In fact, eight out of 10 people who initially lost their jobs believed they would eventually get them back (signified on the graph as “on temporary layoff”), according to the monthly BLS unemployment survey. By contrast, during the prior recession in 2009, just over one in 10 people who had lost their jobs believed they would get them back. Despite significant hiring since April, three out of 10 unemployed people still believe they are going back to their old jobs. If you were making good money and believe your job is coming back, you’re probably not looking for work. And this issue is compounded by the fact that these workers are now receiving lucrative unemployment benefits, which brings us to the next major factor.
Today, only half of the population currently receiving federal aid is looking for a job. With the best of intentions, and without putting much thought into how injecting money into an otherwise strong economy might impact the balance, a COVID stimulus package (CARES act) sent stimulus checks of $1,200 to almost all working-age adults and then added $600/week (FPUC program) to existing unemployment benefits at a time when people were not spending money on gas, restaurants, bars, or anything related to travel or vacations.
Even though the higher support payments went away at the end of July, lost wage replacement checks of $300/week were distributed through September. Pandemic Unemployment Assistance (PUA) checks are still being issued (and are relatively easy to obtain), and all 50 states are still offering extended benefits.
As of this writing, there are still 9.3M people on PUA. The Department of Labor website states: “To qualify for PUA benefits, you must not be eligible for regular unemployment benefits and be unemployed, partially unemployed, or unable or unavailable to work because of certain health or economic consequences of the COVID-19 pandemic.”
If we add up the total number of people on any form of unemployment assistance, we find over 21M people are still receiving federal aid. This number is problematic because it is much higher than the actual number of people who identify as unemployed, which is 11M.
Another huge factor keeping people out of the labor market is virtual K-12. This is keeping many people (especially single parents) from returning to the labor force.

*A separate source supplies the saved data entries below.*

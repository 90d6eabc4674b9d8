use thiserror::Error;

#[derive(Error, Debug)]
pub enum SyncError {
    /// Remote listing or download failure for one call
    #[error("Retrieval failed: {0}")]
    Source(String),

    /// Manifest could not be written
    #[error("Manifest persistence failed: {0}")]
    Manifest(String),

    /// Normalized image could not be written to the local store
    #[error("Local store failure: {0}")]
    LocalStore(String),
}

pub type Result<T> = std::result::Result<T, SyncError>;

This NPR article highlights the plight of many parents who have (a) been laid off and (b) cannot get back into the labor market because their kids are now learning from home. In addition, some 73% of working professionals have apparently had to change their work because their kids are now not able to go to school. This was further confirmed by the Federal Reserve Beige Book: “Most Districts continued reporting tight labor markets, attributing it to workers’ health and childcare concerns, with many firms consequently offering increased schedule flexibility.”
The labor force participation rate for women, in particular, took a sizable loss and has not made any recovery. In February, 58.2% of white women over 20 years old were in the labor force. By September, that number had dropped to 56.3%. The drop is even more astounding for African American women. In February, nearly 64% of all African American women were in the labor force. By September, that had dropped to 60.1%.
In this recent Washington Post article, searches on Indeed for seasonal work were down 38% versus the same time last year. Employers aren’t just competing with each other, they are competing against support payments, temporary barriers like virtual schooling, and one other significant factor: fear.
Due to concerns surrounding the potential for infection, employers are having to pay even more to get people back to work. In fact, during the worst of the pandemic—April through June—there were significant spikes in the wage component of the Employer Costs of Compensation survey. The largest spikes were for low-skill jobs, those spikes were validated in a separate data point: median usual weekly earnings (constant dollars, graph below).
Add all these factors together and you have the formula for a significantly high labor shortage and low labor participation rate, despite what appears to be high unemployment.
And if all these factors remain, there is no easy way back to “normal.” Employers will either have to pay more for entry-level talent than they ever have, or they will have to adopt a new hiring strategy. Adopting one of these solutions is the only way employers can compete for talent until all of the contributing factors mentioned above are no longer in play.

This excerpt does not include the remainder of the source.